Actualizado el 19 de mar de 2026, 04:03 a. m.
La Revolución de 1979 no transformó a Persia; la sepultó bajo una teocracia que, durante casi medio siglo, sometió a una de las civilizaciones más antiguas del mundo a una implacable dictadura religiosa. La nación que heredó imperios, poesía y ciencia quedó atrapada en un sistema que convirtió al país en una de las mayores prisiones políticas de Oriente Medio. Sin embargo, el panorama de 2026 sugiere que el control de los ayatolás ha llegado a un punto de no retorno. Una operación militar coordinada entre Estados Unidos e Israel ha sacudido los cimientos del poder en Teherán, eliminando figuras centrales y golpeando infraestructuras estratégicas.
Aunque Irán respondió con misiles, su capacidad ofensiva quedó severamente debilitada. La destrucción de su arsenal, sumada a deserciones internas y a una resistencia civil latente, indica que el régimen enfrenta su crisis más profunda desde su ascenso al poder.
Esta confrontación no es solo geopolítica; es un ajuste de cuentas histórico con un sistema que reprimió brutalmente a su propio pueblo. Nombres como Mahsa Amini, cuya muerte en 2022 desató protestas globales, se han convertido en símbolos imborrables de esa opresión. Junto a ella, jóvenes como Nika Shakarami y Sarina Esmailzadeh encarnan la tragedia de una generación que desafió al teocratismo y pagó el precio más alto en cárceles como Evin. Para Israel, el régimen nunca fue un adversario convencional, sino un proyecto ideológico de expansión regional mediante milicias en Líbano, Gaza, Siria e Irak. Mientras Occidente se perdía en negociaciones nucleares, Israel priorizó neutralizar lo que considera una amenaza existencial.
La historia determinará si esta escalada logra lo que la diplomacia no pudo: el colapso del sistema teocrático.
El fin de la teocracia no debe confundirse con la ruina de Irán, sino con su liberación. El príncipe Reza Pahlavi ha propuesto un sistema de transición destinado a restaurar las libertades civiles bajo un modelo secular y democrático. Esta experiencia ofrece una advertencia universal sobre los regímenes que consolidan su poder mediante la captura institucional bajo el manto de una ‘superioridad moral’ revolucionaria. Ejemplos en América Latina, como Venezuela o Cuba, demuestran cómo la subordinación del Estado a proyectos ideológicos de izquierda radical deriva inevitablemente en el desmantelamiento de la separación de poderes y la tiranía.
En Colombia, el espejo de Irán resulta particularmente inquietante. A medida que el país se encamina hacia nuevos ciclos electorales, las lecciones sobre la fragilidad democrática son ineludibles.

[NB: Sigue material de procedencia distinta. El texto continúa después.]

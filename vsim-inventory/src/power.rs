//! Long-running operations on virtual machines
//!
//! Each operation returns a queued [`Task`]; nothing happens until the
//! caller runs it. Bodies mutate the machine through the task's context, so
//! under lock handoff they re-enter the lock the caller took at `run`.

use crate::vm::{PowerState, VirtualMachine};
use tracing::debug;
use vsim_tasks::{Task, TaskManager, TaskScope};
use vsim_types::{Fault, ObjectRef, PropertyChange, Result};

fn power_state(scope: &TaskScope) -> Result<PowerState> {
    scope
        .registry()
        .get(scope.entity())
        .and_then(|h| h.read_as(|vm: &VirtualMachine| vm.power_state))
        .ok_or_else(|| Fault::ManagedObjectNotFound {
            obj: scope.entity().clone(),
        })
}

fn transition(manager: &TaskManager, vm: &ObjectRef, name: &str, target: PowerState) -> Task {
    manager.create_task(vm.clone(), name, move |scope| {
        let current = power_state(scope)?;
        if current == target {
            return Err(Fault::InvalidState);
        }
        if target == PowerState::Suspended && current != PowerState::PoweredOn {
            return Err(Fault::InvalidState);
        }
        scope.registry().atomic_update(
            scope.context(),
            scope.entity(),
            vec![PropertyChange::assign("runtime.powerState", target)],
        )?;
        debug!(vm = %scope.entity(), from = %current, to = %target, "power state changed");
        Ok(None)
    })
}

pub fn power_on_vm(manager: &TaskManager, vm: &ObjectRef) -> Task {
    transition(manager, vm, "PowerOnVM_Task", PowerState::PoweredOn)
}

pub fn power_off_vm(manager: &TaskManager, vm: &ObjectRef) -> Task {
    transition(manager, vm, "PowerOffVM_Task", PowerState::PoweredOff)
}

pub fn suspend_vm(manager: &TaskManager, vm: &ObjectRef) -> Task {
    transition(manager, vm, "SuspendVM_Task", PowerState::Suspended)
}

/// Rename any entity that has a `name` property
pub fn rename(manager: &TaskManager, entity: &ObjectRef, new_name: &str) -> Task {
    let new_name = new_name.to_string();
    manager.create_task(entity.clone(), "Rename_Task", move |scope| {
        if new_name.is_empty() {
            return Err(Fault::invalid_argument("newName"));
        }
        scope.registry().atomic_update(
            scope.context(),
            scope.entity(),
            vec![PropertyChange::assign("name", new_name)],
        )?;
        Ok(None)
    })
}

/// Remove a powered-off machine from the inventory
pub fn destroy_vm(manager: &TaskManager, vm: &ObjectRef) -> Task {
    manager.create_task(vm.clone(), "Destroy_Task", move |scope| {
        if power_state(scope)? == PowerState::PoweredOn {
            return Err(Fault::InvalidState);
        }
        scope.registry().remove_entity(scope.context(), scope.entity())?;
        debug!(vm = %scope.entity(), "destroyed");
        Ok(None)
    })
}
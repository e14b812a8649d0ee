//! Property path resolution against an object's view

use vsim_types::{DataObject, PathKey, PropertyPath, Value};

/// Outcome of resolving one property path
#[derive(Debug, Clone, PartialEq)]
pub(crate) enum Resolved {
    /// The property holds a value
    Present(Value),
    /// The property exists but holds nothing
    Empty,
    /// No such property
    Missing,
    /// The path cannot be applied to the object's shape
    Invalid,
}

impl Resolved {
    pub(crate) fn into_value(self) -> Option<Value> {
        match self {
            Resolved::Present(v) => Some(v),
            _ => None,
        }
    }
}

/// Resolve a textual property name; malformed names are `Invalid`
pub(crate) fn resolve_name(view: &DataObject, name: &str) -> Resolved {
    match PropertyPath::parse(name) {
        Some(path) => resolve(view, &path),
        None => Resolved::Invalid,
    }
}

pub(crate) fn resolve(view: &DataObject, path: &PropertyPath) -> Resolved {
    let value = match resolve_dotted(view, &path.path) {
        Resolved::Present(v) => v,
        other => return other,
    };

    let Some(key) = &path.key else {
        return Resolved::Present(value);
    };

    let Some(array) = value.as_array() else {
        return Resolved::Invalid;
    };

    for item in &array.items {
        let Some(element) = item.as_object() else {
            return Resolved::Invalid;
        };
        let matched = match (key, element.get("key")) {
            (PathKey::Str(want), Some(Value::String(have))) => want == have,
            (PathKey::Int(want), Some(have)) => match have.as_i64() {
                Some(have) => *want == have,
                None => return Resolved::Invalid,
            },
            _ => return Resolved::Invalid,
        };
        if !matched {
            continue;
        }
        return match &path.item {
            Some(item) => resolve_dotted(element, item),
            None => Resolved::Present(item.clone()),
        };
    }

    Resolved::Empty
}

fn resolve_dotted(view: &DataObject, dotted: &str) -> Resolved {
    let segments: Vec<&str> = dotted.split('.').collect();
    let mut current = view;

    for (i, segment) in segments.iter().enumerate() {
        let value = match current.field(segment) {
            None => return Resolved::Missing,
            Some(None) => return Resolved::Empty,
            Some(Some(value)) => value,
        };

        if is_empty(value) {
            return Resolved::Empty;
        }

        if i == segments.len() - 1 {
            return Resolved::Present(value.clone());
        }

        current = match value {
            Value::Object(object) => object,
            // A field of an array element cannot be addressed without a key
            Value::Array(_) => return Resolved::Invalid,
            _ => return Resolved::Missing,
        };
    }

    Resolved::Missing
}

/// Empty strings count as unset
pub(crate) fn is_empty(value: &Value) -> bool {
    matches!(value, Value::String(s) if s.is_empty())
}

El ascenso de discursos de izquierda que priorizan la movilización de masas sobre la institucionalidad, e intentan erosionar la independencia judicial o deslegitimar a la prensa, guarda ecos peligrosos de aquellos procesos que terminaron en autoritarismo. La izquierda radical en la región ha demostrado que, una vez en el poder, la tentación de perpetuarse alterando las reglas del juego es una amenaza real.
La defensa de la libertad en Colombia exige hoy una vigilancia ciudadana sin precedentes frente a un modelo que busca centralizar el poder bajo narrativas de redención social que solo asfixian al individuo. La historia reciente de Teherán nos recuerda que las sociedades no pierden su libertad de un solo golpe, sino mediante pequeñas concesiones que terminan en el despertar tardío de una nación bajo el yugo de la ideología.
Mantener el Estado de derecho frente a las agendas radicales es la única garantía de que Colombia no recorra el mismo camino de erosión institucional que hoy consume al régimen iraní.